Even the sacking of Piers Morgan as editor of the Mirror doesn't seem like an expert piece of forward planning - he has done all right for himself since.

But Sly, as she put it at last week's Association of Online Publishers conference, 'is firmly of the belief' that there will be casualties in the online advertising world as the downturn bites.

At the very least, she says, there will be consolidation, as the internet repeats 1999 in a Groundhog Day of the previous recession. The implication is that the tormentors of traditional media will soon get their comeuppance, and everyone in the business can breathe a sigh of relief.

Is there any real evidence that such a Groundhog Day is imminent? A little. Nearly everyone suffers from the sort of recession we are now entering, but not equally. There are a few signs of pressure on the internet. Google's ad revenues are down, and there have been some new media job losses in the US, although nothing like those seen by newspapers.
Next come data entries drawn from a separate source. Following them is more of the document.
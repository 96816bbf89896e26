//! Tree flattening.
//!
//! The option tree is walked once, depth-first pre-order, into a dense
//! sequence of [`Row`]s. Row indices are the only identifiers the
//! selection, cursor and output code use. Because of the pre-order walk a
//! node's subtree is always the contiguous range `index..subtree_end`.

use std::ops::Range;

use super::node::Node;

/// A flattened, displayable tree node
#[derive(Debug, Clone, PartialEq, Eq)]
pub struct Row {
    /// Position in pre-order traversal (0 = root)
    pub index: usize,
    /// Depth level (0 = root)
    pub depth: usize,
    /// Index of the parent row
    pub parent: Option<usize>,
    /// Exclusive end of this row's subtree range
    pub subtree_end: usize,
    /// Whether the node has no children
    pub is_leaf: bool,
    /// Whether the node is the last of its siblings (false for the root)
    pub is_last: bool,
    /// Position among the parent's children
    child_pos: usize,
}

impl Row {
    /// Contiguous index range of this row and all its descendants
    pub fn subtree(&self) -> Range<usize> {
        self.index..self.subtree_end
    }

    pub fn subtree_len(&self) -> usize {
        self.subtree_end - self.index
    }
}

/// The option tree together with its flattened rows
#[derive(Debug, Clone)]
pub struct FlatTree {
    root: Node,
    rows: Vec<Row>,
}

impl FlatTree {
    /// Flatten `root` into rows
    pub fn new(root: Node) -> Self {
        let mut rows = Vec::with_capacity(root.subtree_len());
        Self::flatten_node(&root, None, 0, 0, false, &mut rows);
        Self { root, rows }
    }

    fn flatten_node(
        node: &Node,
        parent: Option<usize>,
        depth: usize,
        child_pos: usize,
        is_last: bool,
        rows: &mut Vec<Row>,
    ) {
        let index = rows.len();
        rows.push(Row {
            index,
            depth,
            parent,
            subtree_end: index + 1,
            is_leaf: node.is_leaf(),
            is_last,
            child_pos,
        });

        let last = node.children.len().saturating_sub(1);
        for (i, child) in node.children.iter().enumerate() {
            Self::flatten_node(child, Some(index), depth + 1, i, i == last, rows);
        }

        rows[index].subtree_end = rows.len();
    }

    pub fn root(&self) -> &Node {
        &self.root
    }

    pub fn rows(&self) -> &[Row] {
        &self.rows
    }

    pub fn row(&self, index: usize) -> Option<&Row> {
        self.rows.get(index)
    }

    pub fn len(&self) -> usize {
        self.rows.len()
    }

    /// Always false: a tree has at least its root row
    pub fn is_empty(&self) -> bool {
        self.rows.is_empty()
    }

    /// Rows from just below the root down to `index`
    fn lineage(&self, index: usize) -> Vec<&Row> {
        let Some(row) = self.rows.get(index) else {
            return Vec::new();
        };
        let mut chain: Vec<&Row> = std::iter::once(index)
            .chain(self.ancestors(index))
            .map(|i| &self.rows[i])
            .take(row.depth)
            .collect();
        chain.reverse();
        chain
    }

    /// The node behind row `index`
    pub fn node(&self, index: usize) -> Option<&Node> {
        self.rows.get(index)?;
        let mut node = &self.root;
        for row in self.lineage(index) {
            node = node.children.get(row.child_pos)?;
        }
        Some(node)
    }

    pub fn name(&self, index: usize) -> Option<&str> {
        self.node(index).map(|n| n.name.as_str())
    }

    /// Last-sibling flags from the first level below the root down to row
    /// `index`. Drives the indentation guides.
    pub fn tails(&self, index: usize) -> Vec<bool> {
        self.lineage(index).iter().map(|r| r.is_last).collect()
    }

    /// Parent, grandparent, ... of row `index`, nearest first
    pub fn ancestors(&self, index: usize) -> impl Iterator<Item = usize> + '_ {
        let mut next = self.rows.get(index).and_then(|r| r.parent);
        std::iter::from_fn(move || {
            let current = next?;
            next = self.rows[current].parent;
            Some(current)
        })
    }
}
//! Tree Picker
//!
//! An interactive list of hierarchical options. Selecting a parent selects
//! its whole subtree.
//!
//! # Module Structure
//!
//! - `node` - Node tree and attribute payload
//! - `builder` - Tree construction from caller lists
//! - `flatten` - Pre-order flattening into indexed rows
//! - `selection` - Marked set, propagation and answer resolution
//! - `viewport` - Scrolling window that follows the cursor
//! - `menu` - Session state and built-in action handling
//! - `input` - Key dispatch, custom handlers and the session loop
//! - `output` - Result formatting
//! - `render` - Row and frame rendering

mod builder;
mod flatten;
mod input;
mod menu;
mod node;
mod output;
pub(crate) mod render;
mod selection;
mod viewport;

pub use builder::{build_root, MapFn, Options, SELECT_ALL};
pub use flatten::{FlatTree, Row};
pub use input::{key_to_action, pick, KeyHandler, PickOutcome, Picker};
pub use menu::{ActionOutcome, PickAction, Session};
pub use node::{Attributes, Node};
pub use output::{format, format_row, Pick, Picked};
pub use render::{render_guide, render_indicator, render_row, Frame, RenderedRow};
pub use selection::{OutputPolicy, SelectMode, Selection};
pub use viewport::{recompute, Viewport};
A revealing snippet, though, from successful internet entrepreneur and former Financial Times journalist Nick Denton, who was involved in founding the lucrative First Tuesday internet meetings event, Moreover Technologies and Gawker Media, the New York-based internet gossip site.

Fifteen years ago, Denton's fellow FT journalists were bemused to watch him in action. He ignored the conventional computer screen on his desk and spent all his time surfing the internet on his laptop. As a result, the difference between him and the hordes of other former FT journalists is about 拢100m.
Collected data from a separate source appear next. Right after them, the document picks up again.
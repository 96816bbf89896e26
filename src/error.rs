//! Error types for treepick
//!
//! Uses `thiserror` for library errors. Setup failures (`InvalidTree`,
//! `Configuration`) are raised before the first key is read; once the
//! session loop runs, only terminal I/O and custom handler failures escape.

use std::path::PathBuf;
use thiserror::Error;

/// Result type alias for treepick operations
pub type PickResult<T> = Result<T, PickError>;

/// Main error type for treepick operations
#[derive(Error, Debug)]
pub enum PickError {
    /// The option tree could not be built (empty input, missing mapping function)
    #[error("invalid tree: {0}")]
    InvalidTree(String),

    /// The picker options are inconsistent with each other or with the tree
    #[error("invalid configuration: {0}")]
    Configuration(String),

    /// Config file could not be parsed
    #[error("invalid config file {file}: {message}")]
    ConfigFile { file: PathBuf, message: String },

    /// Terminal IO error
    #[error("IO error: {0}")]
    Io(#[from] std::io::Error),

    /// A caller-registered key handler failed
    #[error(transparent)]
    Handler(anyhow::Error),
}

impl PickError {
    pub(crate) fn config(message: impl Into<String>) -> Self {
        Self::Configuration(message.into())
    }

    pub(crate) fn tree(message: impl Into<String>) -> Self {
        Self::InvalidTree(message.into())
    }
}
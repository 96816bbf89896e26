//! Configuration module for treepick
//!
//! Picker options resolve in this order:
//! 1. CLI flags / programmatic overrides (highest priority)
//! 2. Environment variables (TREEPICK_*)
//! 3. Config file (TOML)
//! 4. Built-in defaults (lowest priority)

mod loader;
mod types;

pub use loader::{load_with_warnings, with_env_overrides, with_env_overrides_from, ConfigWarning};
pub use types::{OutputFormat, PickerConfig, DEFAULT_INDICATOR};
Now Denton has trimmed his workforce by 15%, cutting 19 jobs from a total of 133, as he battens down the hatches for recession.

That would seem to be a reasonable metaphor for what is likely to happen: a trimming and slowing of online growth, rather than outright casualties.

It is wishful thinking on a grand scale to believe that we are heading for a re-run of the 2001 dotcom bust. The world of the internet is too well-established and too much a part of our lives. Advertisers are used to the accountability of search, even if it is not always as accountable as it seems.

Where Bailey is obviously right is on the inevitable drying-up of venture capital. Pity the barely established internet company that now has to go cap-in-hand for second-round finance. More imaginative enterprises will simply melt, along with weaker free newspapers of the sort that the Mirror Group has already closed down.

In comparison, regional newspapers are already going through a tough time as their economic mainstays - houses, cars and jobs - implode simultaneously. Across the country, regional newspaper advertising declines average 30%. Managers are all scratching their heads trying to work out how much of the loss is cyclical, and might come back, and how much is be lost forever to the internet.

There might be more hope for national newspapers, the specialist business publishing sector and commercial television. National newspapers can rely on cover-price cash flow and the power of strong brands. The best of the professional press, meanwhile, will always purvey must-have information.

- Raymond Snoddy is a media journalist and presenter of BBC TV's Newswatch

30 SECONDS ON ... SLY BAILEY

- Sly Bailey is chief executive of Trinity Mirror and a non-executive director of record company EMI.

- In 2006, Trinity Mirror controversially awarded her substantial bonuses amid widespread redundancies in the company as its ad revenue tumbled and it attempted to sell off sports and regional assets.

- In June this year, as the company forecast a 10% drop in profits and a share price slump, The Independent's Stephen Glover wrote 'it is difficult to see how Sly Bailey, Trinity Mirror's preposterously well-rewarded chief executive, can remain much longer in her job'.

- In a speech at the Association of Online Publishers conference on 1 October, Bailey focused on slowing growth in digital publishing, calling for traditional media to recognise the importance of digital to its own fortunes.

- She also branded BBC plans to launch local video sites market 'anti-competitive' for their likely impact on emerging businesses in the local digital media sector.